== Data to use ==
//! Stale build detection and recovery
//!
//! A periodic sweep picks builds that have run past their threshold and runs
//! each one's recovery commands on the shared task tracker. Every build is
//! recovered at most once.

use chrono::{DateTime, Utc};
use std::collections::HashSet;
use std::sync::Arc;
use std::sync::Mutex;
use std::sync::atomic::{AtomicBool, Ordering};
use std::time::Duration;
use tokio::process::Command;
use tokio::sync::watch;
use tokio::task::JoinHandle;
use tokio::time::MissedTickBehavior;
use tokio_util::task::TaskTracker;
use tracing::{debug, error, info, warn};
use waitron_common::Machine;

use crate::hooks::machine_env;
use crate::registry::StateRegistry;
use crate::templates::render_for_machine;

pub struct StaleBuildWatchdog {
    registry: Arc<StateRegistry>,
    tasks: TaskTracker,
    base_url: String,
    interval: Duration,
    recovered: Mutex<HashSet<String>>,
    sweeping: AtomicBool,
}

/// Clears the in-progress flag when a sweep ends, however it ends
struct SweepGuard<'a>(&'a AtomicBool);

impl Drop for SweepGuard<'_> {
    fn drop(&mut self) {
        self.0.store(false, Ordering::Release);
    }
}

impl StaleBuildWatchdog {
    pub fn new(
        registry: Arc<StateRegistry>,
        tasks: TaskTracker,
        base_url: impl Into<String>,
        interval: Duration,
    ) -> Self {
        Self {
            registry,
            tasks,
            base_url: base_url.into(),
            interval,
            recovered: Mutex::new(HashSet::new()),
            sweeping: AtomicBool::new(false),
        }
    }

    /// Dispatch recovery for every build that went stale and has not been
    /// recovered yet. Returns how many recoveries were started.
    pub fn sweep(&self, now: DateTime<Utc>) -> usize {
        if self.sweeping.swap(true, Ordering::AcqRel) {
            debug!("Previous stale build sweep still running, skipping");
            return 0;
        }
        let _guard = SweepGuard(&self.sweeping);

        let (candidates, live) = match (self.registry.stale_builds(now), self.registry.tokens()) {
            (Ok(candidates), Ok(live)) => (candidates, live),
            (Err(e), _) | (_, Err(e)) => {
                error!("Failed to read registry during stale build sweep: {}", e);
                return 0;
            }
        };

        let fresh: Vec<Machine> = {
            let Ok(mut recovered) = self.recovered.lock() else {
                error!("Recovered build set poisoned, skipping sweep");
                return 0;
            };
            let live: HashSet<String> = live.into_iter().collect();
            recovered.retain(|token| live.contains(token));

            candidates
                .into_iter()
                .filter(|m| recovered.insert(m.token.clone()))
                .collect()
        };

        let mut dispatched = 0;
        for machine in fresh {
            if machine.stale_build_commands.is_empty() {
                warn!(
                    hostname = %machine.hostname(),
                    elapsed_secs = machine.elapsed_secs(now),
                    "Build is stale but has no recovery commands"
                );
                continue;
            }

            info!(
                hostname = %machine.hostname(),
                elapsed_secs = machine.elapsed_secs(now),
                threshold_secs = machine.stale_build_threshold_secs,
                "Stale build detected, running recovery commands"
            );
            let base_url = self.base_url.clone();
            self.tasks.spawn(async move { run_recovery(&machine, &base_url).await });
            dispatched += 1;
        }
        dispatched
    }

    /// Start the periodic sweep; it stops when `shutdown_rx` changes
    pub fn start(self: Arc<Self>, mut shutdown_rx: watch::Receiver<bool>) -> JoinHandle<()> {
        tokio::spawn(async move {
            let mut ticker = tokio::time::interval(self.interval);
            ticker.set_missed_tick_behavior(MissedTickBehavior::Skip);
            // The first tick completes immediately
            ticker.tick().await;

            loop {
                tokio::select! {
                    _ = ticker.tick() => {
                        let dispatched = self.sweep(Utc::now());
                        debug!(dispatched, "Stale build sweep finished");
                    }
                    _ = shutdown_rx.changed() => {
                        info!("Shutdown signal received, stopping stale build watchdog.");
                        break;
                    }
                }
            }
        })
    }
}

/// Run a build's recovery commands in order, stopping at the first failure
async fn run_recovery(machine: &Machine, base_url: &str) {
    for template in &machine.stale_build_commands {
        let command = match render_for_machine(template, machine, base_url) {
            Ok(command) => command,
            Err(e) => {
                error!(hostname = %machine.hostname(), "Failed to render recovery command: {}", e);
                return;
            }
        };

        let output = Command::new("sh")
            .arg("-c")
            .arg(&command)
            .envs(machine_env(machine))
            .output()
            .await;

        match output {
            Ok(output) if output.status.success() => {
                info!(
                    hostname = %machine.hostname(),
                    command = %command,
                    "Recovery command succeeded"
                );
            }
            Ok(output) => {
                error!(
                    hostname = %machine.hostname(),
                    command = %command,
                    code = output.status.code().unwrap_or(-1),
                    stderr = %String::from_utf8_lossy(&output.stderr).trim(),
                    "Recovery command failed"
                );
                return;
            }
            Err(e) => {
                error!(
                    hostname = %machine.hostname(),
                    command = %command,
                    "Failed to run recovery command: {}",
                    e
                );
                return;
            }
        }
    }
}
===
> **Exercise requirements**: Copy out, word for word, the part of the entries above that begins at the line with "to read registry" and ends at the line with "set poisoned, skipping", including both.

> **Answer area**:
                error!("Failed to read registry during stale build sweep: {}", e);
                return 0;
            }
        };

        let fresh: Vec<Machine> = {
            let Ok(mut recovered) = self.recovered.lock() else {
                error!("Recovered build set poisoned, skipping sweep");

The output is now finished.